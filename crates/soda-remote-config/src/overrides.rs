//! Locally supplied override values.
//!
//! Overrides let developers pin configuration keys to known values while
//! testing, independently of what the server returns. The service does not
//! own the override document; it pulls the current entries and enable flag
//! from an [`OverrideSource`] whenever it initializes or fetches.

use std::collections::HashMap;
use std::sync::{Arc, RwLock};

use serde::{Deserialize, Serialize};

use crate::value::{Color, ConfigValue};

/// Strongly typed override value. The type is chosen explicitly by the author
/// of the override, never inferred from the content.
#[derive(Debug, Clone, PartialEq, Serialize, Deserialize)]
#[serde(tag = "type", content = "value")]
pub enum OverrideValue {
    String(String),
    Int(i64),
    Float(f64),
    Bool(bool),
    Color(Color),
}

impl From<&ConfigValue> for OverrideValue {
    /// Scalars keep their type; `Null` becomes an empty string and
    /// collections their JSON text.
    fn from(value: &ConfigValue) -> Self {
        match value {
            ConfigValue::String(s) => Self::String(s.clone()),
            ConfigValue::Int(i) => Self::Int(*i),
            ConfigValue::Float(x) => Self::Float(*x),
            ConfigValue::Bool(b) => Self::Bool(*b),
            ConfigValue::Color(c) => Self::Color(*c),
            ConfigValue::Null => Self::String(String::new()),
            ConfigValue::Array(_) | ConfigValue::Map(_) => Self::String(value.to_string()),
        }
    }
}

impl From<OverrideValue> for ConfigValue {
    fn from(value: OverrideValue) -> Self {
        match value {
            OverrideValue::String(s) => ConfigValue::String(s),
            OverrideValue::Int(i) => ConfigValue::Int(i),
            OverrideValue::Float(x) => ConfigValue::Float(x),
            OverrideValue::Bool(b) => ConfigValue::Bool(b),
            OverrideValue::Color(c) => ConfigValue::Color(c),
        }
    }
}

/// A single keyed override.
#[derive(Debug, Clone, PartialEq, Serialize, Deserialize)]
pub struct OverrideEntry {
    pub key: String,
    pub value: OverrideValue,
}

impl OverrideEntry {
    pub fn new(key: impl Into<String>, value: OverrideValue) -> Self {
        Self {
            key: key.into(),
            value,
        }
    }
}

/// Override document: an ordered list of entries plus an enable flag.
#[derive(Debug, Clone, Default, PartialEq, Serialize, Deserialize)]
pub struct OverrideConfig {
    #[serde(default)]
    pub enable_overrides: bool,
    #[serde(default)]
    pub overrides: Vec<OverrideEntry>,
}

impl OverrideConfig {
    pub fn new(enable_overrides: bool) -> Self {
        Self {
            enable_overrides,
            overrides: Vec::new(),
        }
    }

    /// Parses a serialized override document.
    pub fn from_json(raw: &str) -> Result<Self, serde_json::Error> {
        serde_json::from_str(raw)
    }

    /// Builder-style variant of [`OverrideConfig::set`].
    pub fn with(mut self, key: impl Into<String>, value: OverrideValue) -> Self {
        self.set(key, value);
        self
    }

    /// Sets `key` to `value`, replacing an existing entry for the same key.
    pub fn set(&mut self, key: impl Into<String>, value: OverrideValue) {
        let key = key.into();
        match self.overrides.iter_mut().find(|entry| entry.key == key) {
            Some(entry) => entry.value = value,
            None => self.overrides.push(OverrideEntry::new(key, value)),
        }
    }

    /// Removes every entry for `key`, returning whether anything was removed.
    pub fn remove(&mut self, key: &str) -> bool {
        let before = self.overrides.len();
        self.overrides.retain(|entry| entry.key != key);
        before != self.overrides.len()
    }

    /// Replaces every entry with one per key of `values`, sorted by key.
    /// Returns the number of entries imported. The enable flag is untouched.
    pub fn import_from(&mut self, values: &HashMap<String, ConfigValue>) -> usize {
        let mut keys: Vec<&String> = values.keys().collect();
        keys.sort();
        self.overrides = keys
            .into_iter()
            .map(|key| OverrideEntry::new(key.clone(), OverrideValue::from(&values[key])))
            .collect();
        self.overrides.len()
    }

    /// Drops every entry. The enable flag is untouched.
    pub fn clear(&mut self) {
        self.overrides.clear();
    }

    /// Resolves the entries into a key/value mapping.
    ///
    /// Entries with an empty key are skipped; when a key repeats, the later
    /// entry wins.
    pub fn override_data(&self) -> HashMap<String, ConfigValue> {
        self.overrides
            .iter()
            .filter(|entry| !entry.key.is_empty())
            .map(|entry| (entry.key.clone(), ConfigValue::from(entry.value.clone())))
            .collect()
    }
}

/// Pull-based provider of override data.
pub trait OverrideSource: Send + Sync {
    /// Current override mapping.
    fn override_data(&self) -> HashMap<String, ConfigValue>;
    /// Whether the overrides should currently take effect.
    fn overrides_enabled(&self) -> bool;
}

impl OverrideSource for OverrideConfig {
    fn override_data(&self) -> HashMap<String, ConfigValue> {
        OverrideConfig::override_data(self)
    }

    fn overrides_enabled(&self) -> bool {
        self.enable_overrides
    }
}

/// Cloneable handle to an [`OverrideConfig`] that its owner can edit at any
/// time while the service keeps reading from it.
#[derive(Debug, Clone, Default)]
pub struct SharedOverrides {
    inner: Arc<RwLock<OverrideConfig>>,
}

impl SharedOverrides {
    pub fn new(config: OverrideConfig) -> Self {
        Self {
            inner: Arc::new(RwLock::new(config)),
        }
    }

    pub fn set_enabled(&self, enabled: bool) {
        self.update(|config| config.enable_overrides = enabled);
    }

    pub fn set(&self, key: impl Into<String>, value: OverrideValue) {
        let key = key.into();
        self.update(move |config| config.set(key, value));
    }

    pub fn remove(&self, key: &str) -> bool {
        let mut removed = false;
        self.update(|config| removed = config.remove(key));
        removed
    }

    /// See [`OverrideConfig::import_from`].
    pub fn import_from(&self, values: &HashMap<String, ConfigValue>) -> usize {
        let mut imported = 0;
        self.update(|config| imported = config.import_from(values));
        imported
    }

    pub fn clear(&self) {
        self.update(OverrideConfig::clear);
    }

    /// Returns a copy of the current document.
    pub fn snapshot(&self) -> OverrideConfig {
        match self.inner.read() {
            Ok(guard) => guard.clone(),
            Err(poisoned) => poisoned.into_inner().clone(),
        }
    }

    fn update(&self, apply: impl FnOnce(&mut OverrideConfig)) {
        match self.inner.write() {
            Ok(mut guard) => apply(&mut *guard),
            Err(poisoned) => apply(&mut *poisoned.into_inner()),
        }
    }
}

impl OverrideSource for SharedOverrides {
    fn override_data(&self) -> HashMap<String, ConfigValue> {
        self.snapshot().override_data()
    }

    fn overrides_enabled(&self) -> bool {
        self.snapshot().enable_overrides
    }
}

============================================================

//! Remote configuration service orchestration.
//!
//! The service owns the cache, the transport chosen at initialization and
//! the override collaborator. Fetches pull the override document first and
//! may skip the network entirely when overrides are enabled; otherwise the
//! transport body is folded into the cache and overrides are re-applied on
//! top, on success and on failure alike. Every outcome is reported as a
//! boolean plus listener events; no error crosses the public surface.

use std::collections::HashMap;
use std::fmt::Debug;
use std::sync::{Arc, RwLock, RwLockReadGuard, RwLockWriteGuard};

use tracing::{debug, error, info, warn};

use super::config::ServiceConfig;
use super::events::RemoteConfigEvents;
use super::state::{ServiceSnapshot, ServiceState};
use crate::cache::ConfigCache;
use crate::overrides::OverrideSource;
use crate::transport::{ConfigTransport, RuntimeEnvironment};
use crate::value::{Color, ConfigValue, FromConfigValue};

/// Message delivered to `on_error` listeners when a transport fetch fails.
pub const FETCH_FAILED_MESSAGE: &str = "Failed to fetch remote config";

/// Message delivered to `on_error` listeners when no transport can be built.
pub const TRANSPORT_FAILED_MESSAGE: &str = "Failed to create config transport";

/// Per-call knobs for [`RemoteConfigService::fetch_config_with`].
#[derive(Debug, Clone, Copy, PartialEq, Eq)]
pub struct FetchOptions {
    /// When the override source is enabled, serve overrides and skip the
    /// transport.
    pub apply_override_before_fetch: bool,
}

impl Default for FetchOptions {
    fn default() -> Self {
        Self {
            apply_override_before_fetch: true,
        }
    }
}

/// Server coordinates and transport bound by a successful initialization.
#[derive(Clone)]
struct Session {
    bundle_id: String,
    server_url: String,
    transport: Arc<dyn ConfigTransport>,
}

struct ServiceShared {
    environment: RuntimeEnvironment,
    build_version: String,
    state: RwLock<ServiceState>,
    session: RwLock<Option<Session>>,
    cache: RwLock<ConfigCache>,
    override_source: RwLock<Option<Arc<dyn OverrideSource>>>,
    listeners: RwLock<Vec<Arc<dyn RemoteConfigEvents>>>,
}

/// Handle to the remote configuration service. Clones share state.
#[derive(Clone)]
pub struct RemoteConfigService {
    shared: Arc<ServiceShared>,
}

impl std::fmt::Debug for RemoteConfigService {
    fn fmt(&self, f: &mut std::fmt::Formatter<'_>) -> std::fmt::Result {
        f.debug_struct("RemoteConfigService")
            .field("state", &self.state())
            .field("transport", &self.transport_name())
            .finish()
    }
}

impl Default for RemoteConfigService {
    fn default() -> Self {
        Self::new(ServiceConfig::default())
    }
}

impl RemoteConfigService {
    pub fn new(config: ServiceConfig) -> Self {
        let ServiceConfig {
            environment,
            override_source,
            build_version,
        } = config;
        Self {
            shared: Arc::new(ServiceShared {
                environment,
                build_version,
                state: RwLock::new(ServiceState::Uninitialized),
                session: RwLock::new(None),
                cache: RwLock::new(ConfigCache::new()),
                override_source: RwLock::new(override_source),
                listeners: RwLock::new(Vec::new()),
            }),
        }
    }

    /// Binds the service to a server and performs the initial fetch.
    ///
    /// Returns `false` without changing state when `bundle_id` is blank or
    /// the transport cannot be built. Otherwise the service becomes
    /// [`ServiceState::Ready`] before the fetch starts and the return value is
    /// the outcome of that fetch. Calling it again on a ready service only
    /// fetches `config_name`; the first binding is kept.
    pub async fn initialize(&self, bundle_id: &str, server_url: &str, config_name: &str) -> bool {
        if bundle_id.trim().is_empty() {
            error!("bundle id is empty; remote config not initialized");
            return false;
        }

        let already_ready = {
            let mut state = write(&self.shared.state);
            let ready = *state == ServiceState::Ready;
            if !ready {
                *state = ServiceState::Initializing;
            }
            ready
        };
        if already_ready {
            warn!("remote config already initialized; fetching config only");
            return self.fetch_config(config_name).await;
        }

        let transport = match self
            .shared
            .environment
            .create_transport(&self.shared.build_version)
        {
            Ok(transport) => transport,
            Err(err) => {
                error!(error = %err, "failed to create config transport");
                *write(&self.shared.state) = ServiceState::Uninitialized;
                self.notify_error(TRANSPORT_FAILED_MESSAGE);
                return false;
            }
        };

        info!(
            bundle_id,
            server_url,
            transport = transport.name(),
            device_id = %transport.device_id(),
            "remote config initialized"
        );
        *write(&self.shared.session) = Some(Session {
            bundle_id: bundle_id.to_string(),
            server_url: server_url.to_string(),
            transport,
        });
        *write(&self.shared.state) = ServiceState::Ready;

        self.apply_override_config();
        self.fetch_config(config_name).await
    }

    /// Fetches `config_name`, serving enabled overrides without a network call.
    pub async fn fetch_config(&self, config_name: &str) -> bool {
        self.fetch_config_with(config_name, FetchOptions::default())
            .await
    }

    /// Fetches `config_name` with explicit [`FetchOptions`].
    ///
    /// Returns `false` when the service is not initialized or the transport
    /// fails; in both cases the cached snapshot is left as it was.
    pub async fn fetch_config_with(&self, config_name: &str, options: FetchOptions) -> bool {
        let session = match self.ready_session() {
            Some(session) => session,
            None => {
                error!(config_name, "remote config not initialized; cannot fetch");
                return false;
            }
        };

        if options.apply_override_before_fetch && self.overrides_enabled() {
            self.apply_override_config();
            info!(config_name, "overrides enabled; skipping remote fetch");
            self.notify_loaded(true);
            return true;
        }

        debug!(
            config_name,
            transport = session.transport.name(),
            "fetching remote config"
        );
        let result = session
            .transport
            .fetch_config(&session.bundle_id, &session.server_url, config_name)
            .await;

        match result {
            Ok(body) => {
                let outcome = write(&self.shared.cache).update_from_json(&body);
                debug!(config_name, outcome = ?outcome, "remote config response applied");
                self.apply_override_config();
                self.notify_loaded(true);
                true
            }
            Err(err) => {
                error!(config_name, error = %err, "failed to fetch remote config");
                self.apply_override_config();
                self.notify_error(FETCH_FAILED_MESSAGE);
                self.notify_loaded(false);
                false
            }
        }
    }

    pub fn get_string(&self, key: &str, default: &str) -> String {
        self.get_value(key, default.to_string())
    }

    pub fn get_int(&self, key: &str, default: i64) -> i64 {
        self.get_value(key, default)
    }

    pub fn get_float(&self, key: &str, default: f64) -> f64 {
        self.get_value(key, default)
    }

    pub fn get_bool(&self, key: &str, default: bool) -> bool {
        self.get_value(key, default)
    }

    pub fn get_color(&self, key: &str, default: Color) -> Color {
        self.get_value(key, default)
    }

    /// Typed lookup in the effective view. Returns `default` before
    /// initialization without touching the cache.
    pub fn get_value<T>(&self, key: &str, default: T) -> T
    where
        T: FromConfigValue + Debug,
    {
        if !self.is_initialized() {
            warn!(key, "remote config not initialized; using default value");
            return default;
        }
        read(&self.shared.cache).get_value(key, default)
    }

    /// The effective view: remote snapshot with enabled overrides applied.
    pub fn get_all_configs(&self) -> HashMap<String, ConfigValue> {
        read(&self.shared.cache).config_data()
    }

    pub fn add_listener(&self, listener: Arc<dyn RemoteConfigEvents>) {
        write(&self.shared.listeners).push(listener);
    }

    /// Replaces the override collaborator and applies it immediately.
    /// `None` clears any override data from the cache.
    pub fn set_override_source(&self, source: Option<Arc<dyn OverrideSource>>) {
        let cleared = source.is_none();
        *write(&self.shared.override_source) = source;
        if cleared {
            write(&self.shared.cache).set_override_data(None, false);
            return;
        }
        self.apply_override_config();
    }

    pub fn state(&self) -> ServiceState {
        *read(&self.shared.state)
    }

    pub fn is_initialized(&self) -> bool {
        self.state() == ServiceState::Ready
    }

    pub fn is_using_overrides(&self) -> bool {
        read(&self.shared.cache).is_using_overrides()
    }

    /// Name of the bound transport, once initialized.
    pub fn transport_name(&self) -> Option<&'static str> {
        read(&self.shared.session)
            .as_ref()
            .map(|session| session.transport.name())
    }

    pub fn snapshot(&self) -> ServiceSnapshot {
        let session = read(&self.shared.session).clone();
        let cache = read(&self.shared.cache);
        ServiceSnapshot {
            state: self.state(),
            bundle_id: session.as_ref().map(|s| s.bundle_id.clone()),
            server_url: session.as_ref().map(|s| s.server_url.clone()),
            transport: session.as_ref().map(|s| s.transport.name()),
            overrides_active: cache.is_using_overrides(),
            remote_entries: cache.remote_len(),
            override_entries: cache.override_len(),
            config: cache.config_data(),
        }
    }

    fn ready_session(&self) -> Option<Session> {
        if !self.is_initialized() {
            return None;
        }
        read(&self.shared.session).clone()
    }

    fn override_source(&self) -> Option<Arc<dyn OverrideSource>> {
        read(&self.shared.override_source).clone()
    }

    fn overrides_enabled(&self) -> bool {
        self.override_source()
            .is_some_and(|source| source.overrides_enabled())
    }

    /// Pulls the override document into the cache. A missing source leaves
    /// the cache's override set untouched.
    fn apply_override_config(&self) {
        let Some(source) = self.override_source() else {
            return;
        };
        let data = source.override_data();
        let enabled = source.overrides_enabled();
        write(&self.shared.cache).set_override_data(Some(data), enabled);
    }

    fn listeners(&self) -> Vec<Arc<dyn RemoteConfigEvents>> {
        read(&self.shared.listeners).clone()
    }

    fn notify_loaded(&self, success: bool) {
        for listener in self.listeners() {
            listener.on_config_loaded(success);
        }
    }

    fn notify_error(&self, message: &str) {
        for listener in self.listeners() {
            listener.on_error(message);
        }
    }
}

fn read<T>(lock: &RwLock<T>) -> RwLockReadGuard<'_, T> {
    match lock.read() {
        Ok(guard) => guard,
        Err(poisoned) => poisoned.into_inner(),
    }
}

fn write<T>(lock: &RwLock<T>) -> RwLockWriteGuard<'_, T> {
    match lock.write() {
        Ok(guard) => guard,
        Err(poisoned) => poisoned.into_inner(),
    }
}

============================================================

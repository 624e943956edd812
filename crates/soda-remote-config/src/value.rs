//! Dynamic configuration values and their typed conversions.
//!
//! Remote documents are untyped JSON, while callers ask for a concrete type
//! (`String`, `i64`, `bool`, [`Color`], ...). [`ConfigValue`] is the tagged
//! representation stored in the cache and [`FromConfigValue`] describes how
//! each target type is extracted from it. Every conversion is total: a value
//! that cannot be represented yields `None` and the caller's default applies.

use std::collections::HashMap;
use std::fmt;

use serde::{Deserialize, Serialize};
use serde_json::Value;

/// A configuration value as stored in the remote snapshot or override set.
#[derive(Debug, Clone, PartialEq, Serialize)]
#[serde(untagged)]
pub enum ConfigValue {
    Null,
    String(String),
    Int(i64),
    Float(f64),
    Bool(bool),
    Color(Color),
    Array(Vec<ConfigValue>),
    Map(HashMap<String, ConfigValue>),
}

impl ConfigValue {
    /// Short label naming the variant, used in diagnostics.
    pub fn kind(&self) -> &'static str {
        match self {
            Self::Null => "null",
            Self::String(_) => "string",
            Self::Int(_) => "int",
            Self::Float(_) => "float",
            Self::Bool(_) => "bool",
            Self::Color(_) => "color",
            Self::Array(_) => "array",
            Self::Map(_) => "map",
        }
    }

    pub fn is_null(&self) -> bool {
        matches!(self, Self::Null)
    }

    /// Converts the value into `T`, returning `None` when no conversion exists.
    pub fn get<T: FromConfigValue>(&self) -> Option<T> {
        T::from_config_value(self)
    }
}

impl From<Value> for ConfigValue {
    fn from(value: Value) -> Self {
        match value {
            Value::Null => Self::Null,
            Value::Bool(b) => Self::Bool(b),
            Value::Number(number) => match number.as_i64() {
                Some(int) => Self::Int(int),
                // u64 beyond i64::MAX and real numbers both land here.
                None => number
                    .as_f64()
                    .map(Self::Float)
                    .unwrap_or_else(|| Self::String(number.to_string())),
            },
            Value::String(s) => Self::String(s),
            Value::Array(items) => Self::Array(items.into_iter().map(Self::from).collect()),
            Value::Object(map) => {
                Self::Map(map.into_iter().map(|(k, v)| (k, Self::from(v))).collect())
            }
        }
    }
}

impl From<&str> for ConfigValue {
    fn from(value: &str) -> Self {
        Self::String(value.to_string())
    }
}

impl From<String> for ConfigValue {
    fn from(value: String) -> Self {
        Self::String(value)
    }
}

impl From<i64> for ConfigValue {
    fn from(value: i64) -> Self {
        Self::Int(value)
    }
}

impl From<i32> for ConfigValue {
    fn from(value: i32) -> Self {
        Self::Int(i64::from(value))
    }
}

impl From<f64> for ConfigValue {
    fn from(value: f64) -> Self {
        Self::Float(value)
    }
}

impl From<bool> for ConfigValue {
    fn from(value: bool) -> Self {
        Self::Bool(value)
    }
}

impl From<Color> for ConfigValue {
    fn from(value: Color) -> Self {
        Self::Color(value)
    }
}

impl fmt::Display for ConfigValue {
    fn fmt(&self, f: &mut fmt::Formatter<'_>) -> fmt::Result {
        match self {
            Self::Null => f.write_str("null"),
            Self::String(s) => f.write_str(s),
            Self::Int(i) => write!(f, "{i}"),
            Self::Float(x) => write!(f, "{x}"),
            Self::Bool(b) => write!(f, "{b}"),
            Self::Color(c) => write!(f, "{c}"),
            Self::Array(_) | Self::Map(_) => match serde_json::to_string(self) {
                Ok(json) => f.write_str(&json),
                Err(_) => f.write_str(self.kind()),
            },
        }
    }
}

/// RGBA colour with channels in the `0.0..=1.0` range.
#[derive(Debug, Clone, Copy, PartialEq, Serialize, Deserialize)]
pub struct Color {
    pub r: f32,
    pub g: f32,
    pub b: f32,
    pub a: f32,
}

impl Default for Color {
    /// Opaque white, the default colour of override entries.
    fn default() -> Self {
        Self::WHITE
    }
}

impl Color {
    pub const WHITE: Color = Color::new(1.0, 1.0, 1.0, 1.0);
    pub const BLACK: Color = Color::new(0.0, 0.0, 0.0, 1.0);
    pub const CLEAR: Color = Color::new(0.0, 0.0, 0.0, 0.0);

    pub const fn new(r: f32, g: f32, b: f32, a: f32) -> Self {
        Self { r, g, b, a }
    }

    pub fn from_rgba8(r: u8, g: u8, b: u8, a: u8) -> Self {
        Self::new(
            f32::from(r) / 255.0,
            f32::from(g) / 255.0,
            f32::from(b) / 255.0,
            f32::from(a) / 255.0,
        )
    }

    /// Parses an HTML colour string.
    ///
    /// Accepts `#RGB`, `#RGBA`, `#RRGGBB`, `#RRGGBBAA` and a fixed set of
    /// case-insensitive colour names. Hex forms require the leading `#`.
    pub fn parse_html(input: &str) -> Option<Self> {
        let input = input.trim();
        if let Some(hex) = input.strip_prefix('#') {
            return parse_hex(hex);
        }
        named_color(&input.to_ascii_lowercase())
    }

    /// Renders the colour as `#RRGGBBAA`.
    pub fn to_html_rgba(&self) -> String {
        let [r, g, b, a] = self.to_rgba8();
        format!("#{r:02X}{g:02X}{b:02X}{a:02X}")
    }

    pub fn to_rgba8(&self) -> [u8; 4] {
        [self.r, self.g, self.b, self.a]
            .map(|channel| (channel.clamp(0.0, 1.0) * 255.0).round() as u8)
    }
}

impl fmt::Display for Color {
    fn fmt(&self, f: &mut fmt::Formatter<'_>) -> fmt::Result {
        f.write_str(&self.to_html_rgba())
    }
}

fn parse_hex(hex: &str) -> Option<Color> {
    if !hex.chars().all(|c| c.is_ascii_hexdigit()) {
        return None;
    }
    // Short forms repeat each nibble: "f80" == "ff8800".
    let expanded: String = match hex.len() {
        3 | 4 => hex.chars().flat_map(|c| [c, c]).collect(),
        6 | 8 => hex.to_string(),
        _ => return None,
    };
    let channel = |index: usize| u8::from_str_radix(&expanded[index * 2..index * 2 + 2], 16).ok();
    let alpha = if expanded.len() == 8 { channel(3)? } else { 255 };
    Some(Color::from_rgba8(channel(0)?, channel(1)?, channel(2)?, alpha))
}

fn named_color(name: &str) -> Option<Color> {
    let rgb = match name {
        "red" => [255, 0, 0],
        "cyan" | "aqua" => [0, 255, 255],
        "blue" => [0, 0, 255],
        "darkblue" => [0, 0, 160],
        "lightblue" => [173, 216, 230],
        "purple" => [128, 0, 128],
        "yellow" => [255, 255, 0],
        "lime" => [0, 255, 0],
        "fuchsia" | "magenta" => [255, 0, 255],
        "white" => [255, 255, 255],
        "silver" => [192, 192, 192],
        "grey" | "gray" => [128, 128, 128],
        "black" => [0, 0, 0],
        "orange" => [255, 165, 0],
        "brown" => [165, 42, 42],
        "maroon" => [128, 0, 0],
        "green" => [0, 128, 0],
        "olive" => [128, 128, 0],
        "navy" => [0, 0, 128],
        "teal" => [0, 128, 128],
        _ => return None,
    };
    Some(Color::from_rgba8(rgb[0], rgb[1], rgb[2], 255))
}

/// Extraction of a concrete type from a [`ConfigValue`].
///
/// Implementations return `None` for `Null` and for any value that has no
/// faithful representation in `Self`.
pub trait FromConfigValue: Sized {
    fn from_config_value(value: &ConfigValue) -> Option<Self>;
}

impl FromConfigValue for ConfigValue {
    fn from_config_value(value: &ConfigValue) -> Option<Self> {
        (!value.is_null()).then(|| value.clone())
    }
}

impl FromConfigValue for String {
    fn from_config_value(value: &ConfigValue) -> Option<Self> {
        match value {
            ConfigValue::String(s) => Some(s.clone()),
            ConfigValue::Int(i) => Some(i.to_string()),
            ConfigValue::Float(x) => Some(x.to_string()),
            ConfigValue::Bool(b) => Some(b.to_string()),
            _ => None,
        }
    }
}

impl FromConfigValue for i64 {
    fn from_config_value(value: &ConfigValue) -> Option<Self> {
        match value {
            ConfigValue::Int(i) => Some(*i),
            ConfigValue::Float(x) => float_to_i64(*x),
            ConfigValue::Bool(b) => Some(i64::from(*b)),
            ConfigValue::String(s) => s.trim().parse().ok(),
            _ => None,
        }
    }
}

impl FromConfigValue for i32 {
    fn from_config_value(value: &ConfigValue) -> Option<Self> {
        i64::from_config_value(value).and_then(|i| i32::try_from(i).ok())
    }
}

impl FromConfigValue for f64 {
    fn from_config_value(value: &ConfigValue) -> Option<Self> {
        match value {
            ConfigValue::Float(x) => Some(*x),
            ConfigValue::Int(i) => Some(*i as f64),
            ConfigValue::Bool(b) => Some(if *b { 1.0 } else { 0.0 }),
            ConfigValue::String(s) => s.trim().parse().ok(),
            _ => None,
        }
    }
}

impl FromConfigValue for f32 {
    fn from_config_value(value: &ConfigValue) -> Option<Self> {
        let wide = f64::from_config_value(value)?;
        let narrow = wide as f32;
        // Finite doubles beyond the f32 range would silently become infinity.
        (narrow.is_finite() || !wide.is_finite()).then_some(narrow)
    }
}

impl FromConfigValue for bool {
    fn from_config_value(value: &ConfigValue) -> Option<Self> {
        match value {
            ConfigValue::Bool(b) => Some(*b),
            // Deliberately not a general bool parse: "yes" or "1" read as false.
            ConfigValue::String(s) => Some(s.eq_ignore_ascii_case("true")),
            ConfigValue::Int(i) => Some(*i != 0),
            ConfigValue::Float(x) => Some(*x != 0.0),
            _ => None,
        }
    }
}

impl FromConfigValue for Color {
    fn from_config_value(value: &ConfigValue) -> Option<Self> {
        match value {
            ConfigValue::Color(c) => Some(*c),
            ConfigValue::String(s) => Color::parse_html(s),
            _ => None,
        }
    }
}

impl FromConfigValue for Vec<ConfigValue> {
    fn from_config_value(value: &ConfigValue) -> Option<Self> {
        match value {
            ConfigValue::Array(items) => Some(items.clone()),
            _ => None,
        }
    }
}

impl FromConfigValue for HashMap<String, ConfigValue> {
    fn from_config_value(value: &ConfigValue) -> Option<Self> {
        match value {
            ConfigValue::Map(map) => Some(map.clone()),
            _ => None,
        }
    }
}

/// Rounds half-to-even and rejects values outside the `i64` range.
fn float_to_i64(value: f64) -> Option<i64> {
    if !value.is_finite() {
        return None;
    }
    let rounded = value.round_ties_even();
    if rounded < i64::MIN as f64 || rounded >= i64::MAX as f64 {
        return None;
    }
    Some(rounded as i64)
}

============================================================

_What the task requires:_ All lines above between those holding "use super::events::RemoteConfigEvents;" and "and skip the", inclusive, must be set down unchanged, and no other line may be included.

_Result of the exercise:_
use super::events::RemoteConfigEvents;
use super::state::{ServiceSnapshot, ServiceState};
use crate::cache::ConfigCache;
use crate::overrides::OverrideSource;
use crate::transport::{ConfigTransport, RuntimeEnvironment};
use crate::value::{Color, ConfigValue, FromConfigValue};

/// Message delivered to `on_error` listeners when a transport fetch fails.
pub const FETCH_FAILED_MESSAGE: &str = "Failed to fetch remote config";

/// Message delivered to `on_error` listeners when no transport can be built.
pub const TRANSPORT_FAILED_MESSAGE: &str = "Failed to create config transport";

/// Per-call knobs for [`RemoteConfigService::fetch_config_with`].
#[derive(Debug, Clone, Copy, PartialEq, Eq)]
pub struct FetchOptions {
    /// When the override source is enabled, serve overrides and skip the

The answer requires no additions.